At the end of the war in November 1918, the maintenance of Commonwealth graves passed to Imperial War Graves Commission (now the Commonwealth War Graves Commission). From June 1921, the Belgian War Graves Commission appointed a supervisor to maintain the German graves as the Germans could not do so themselves on account of the terms of the Treaty of Versailles. In 1926, Belgium and Germany reached an agreement for the gradual transfer of maintenance responsibility to the Official German Burial Service in Belgium (Amtlicher Deutscher Gräberdienst in Belgien) representative at the embassy to Germany in Brussels. The Germans officially referred to the cemetery as Ehrenfriedhof Saint-Symphorien-Spiennes. Number 191. The name recognized that the cemetery was both located in close proximity to the town of Saint-Symphorien and technically located in the administrative areas of Spiennes while concurrently incorporating the number assigned to the cemetery in a Belgian ordered list of German cemeteries.

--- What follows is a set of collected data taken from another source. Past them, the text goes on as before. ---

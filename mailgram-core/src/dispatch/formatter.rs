//! Renders a notification into one Markdown text payload

use crate::models::{attachment_name, NotificationRequest};

/// Header line used when no title is configured
pub const DEFAULT_TITLE: &str = "📧 *New email notification*";

/// Escape a user-controlled field for Telegram's legacy Markdown renderer.
///
/// `&`, `<`, `>` and quotes are entity-encoded first, then the Markdown
/// control characters `_`, `*`, `` ` `` and `[` are backslash-escaped.
pub fn escape_field(text: &str) -> String {
    let html = html_escape::encode_quoted_attribute(text);
    let mut escaped = String::with_capacity(html.len());
    for ch in html.chars() {
        if matches!(ch, '_' | '*' | '`' | '[') {
            escaped.push('\\');
        }
        escaped.push(ch);
    }
    escaped
}

/// Turns a [`NotificationRequest`] into the text sent to Telegram, independent
/// of transport limits. Output depends only on the request and the title.
#[derive(Debug, Clone)]
pub struct MessageFormatter {
    title: String,
}

impl Default for MessageFormatter {
    fn default() -> Self {
        Self {
            title: DEFAULT_TITLE.to_string(),
        }
    }
}

impl MessageFormatter {
    pub fn new() -> Self {
        Self::default()
    }

    /// Replace the header line. The title is trusted Markdown and not escaped.
    pub fn with_title(title: impl Into<String>) -> Self {
        Self {
            title: title.into(),
        }
    }

    pub fn format(&self, request: &NotificationRequest) -> String {
        let recipients = request
            .recipients
            .iter()
            .map(|r| escape_field(r))
            .collect::<Vec<_>>()
            .join(", ");

        let mut text = format!(
            "{}\n\nTo: {}\nSubject: {}\nMessage:\n{}\n",
            self.title,
            recipients,
            escape_field(&request.subject),
            escape_field(&request.body),
        );

        if request.has_attachments() {
            text.push_str("\nAttachments:\n");
            for path in &request.attachments {
                text.push_str("- ");
                text.push_str(&escape_field(&attachment_name(path)));
                text.push('\n');
            }
        }

        text
    }
}
//! Message chunk data structures

use serde::{Deserialize, Serialize};

/// Telegram's sendMessage text limit, in characters
pub const TELEGRAM_MESSAGE_LIMIT: usize = 4096;

/// One transport-sized segment of a formatted message
#[derive(Debug, Clone, PartialEq, Eq, Serialize, Deserialize)]
pub struct MessageChunk {
    /// 0-based position in the sequence
    pub index: usize,
    pub text: String,
}

impl MessageChunk {
    pub fn new(index: usize, text: impl Into<String>) -> Self {
        Self {
            index,
            text: text.into(),
        }
    }

    /// Length in characters, as Telegram counts it against the limit
    pub fn char_len(&self) -> usize {
        self.text.chars().count()
    }
}
//! Inbound notification data

use serde::{Deserialize, Serialize};
use std::path::{Path, PathBuf};

/// An intercepted outbound notification (originally an email) to relay.
#[derive(Debug, Clone, Default, PartialEq, Eq, Serialize, Deserialize)]
pub struct NotificationRequest {
    /// Recipient addresses, in the order given by the host
    #[serde(default)]
    pub recipients: Vec<String>,
    #[serde(default)]
    pub subject: String,
    #[serde(default)]
    pub body: String,
    /// Attachment file paths; may be empty
    #[serde(default)]
    pub attachments: Vec<PathBuf>,
}

impl NotificationRequest {
    pub fn new(
        recipients: Vec<String>,
        subject: impl Into<String>,
        body: impl Into<String>,
        attachments: Vec<PathBuf>,
    ) -> Self {
        Self {
            recipients,
            subject: subject.into(),
            body: body.into(),
            attachments,
        }
    }

    pub fn has_attachments(&self) -> bool {
        !self.attachments.is_empty()
    }
}

/// Base filename of an attachment path, falling back to the full path text
pub fn attachment_name(path: &Path) -> String {
    path.file_name()
        .map(|name| name.to_string_lossy().into_owned())
        .unwrap_or_else(|| path.to_string_lossy().into_owned())
}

On 13 October 1930, representatives of the Official German Burial Service in Belgium, the Belgian War Graves Commission and the Imperial War Graves Commission met in Brussels to discuss the status of mixed British-German cemeteries in Belgium. In particular, they met to discuss the status of cemeteries established by Germans during the war where the majority of those buried in the cemetery were German. This meeting was brought about because the Imperial War Graves Commission had begun altering the layout of cemeteries containing a high percentage concentration of German dead and began replacing the existing headstones on the Commonwealth graves with the standardized Imperial War Graves Commission headstones, all without first consulting with the German Burial Service in Belgium. The German delegation hoped to retain the established design character of the cemeteries but were ultimately unsuccessful. Control for the cemetery was immediately passed to the Imperial War Graves Commission and further German contribution was limited to providing headstones for a number of graves that were lacking markers. Now that the Imperial War Graves Commission was in full control of the cemetery they immediately set about redesigning it, assigning the task to Assistant Architect William Harrison Cowlishaw. In 1933 Fritz Schult, Chief of the Official German Burial Service in Belgium, wrote to the Ministry of Foreign Affairs in Berlin to request that the Imperial War Graves Commission be approached to take control over other split British-German cemeteries such as those at Marcinelle New Communal Cemetery and Hautrage Military Cemetery. The Imperial War Graves Commission was maintaining the German graves at St. Symphorien at no cost to Germany and Schult believed it favorable to transfer management of other cemeteries if the Imperial War Graves Commission would assume all maintenance costs for those cemeteries as well.

===Modern===
On 4 August 2014, a ceremony was held at the cemetery to mark the 100th anniversary of the British and Belgian declaration of war following the German invasion of Belgium. It was attended by many important dignitaries including: King Philippe and Queen Mathilde of The Belgians, Prince William, Catherine, Duchess of Cambridge and Prince Harry as representatives of Queen Elizabeth II of the United Kingdom and Head of the Commonwealth, Joachim Gauck President of Germany, Michael D. Higgins President of the Republic of Ireland, Prime Minister of Belgium Elio Di Rupo and Prime Minister of the United Kingdom David Cameron.

==Design==

===Original design===
Captain Bäumer designed the cemetery, assisted by militia-private Pieper. They developed a site plan based on the concept of Cemetery Reform (Friedhofsreform), which was popular in Germany at the time. In the cemetery design, particular attention was paid to ensuring simplicity with uniformity in each plot, all within a calming, arboreal environment consistent with a woodland cemetery (Waldfriedhof) style. Thirteen plots were marked off and young trees – and later extra conifers – were planted between the plots to ensure their visual and physical separation. The cemetery land itself had many artificial created differences in elevation due to the site being used as a dumping location for surplus soil associated with phosphate mining in the area. The cemetery plants were donated by the city of Bielefeld.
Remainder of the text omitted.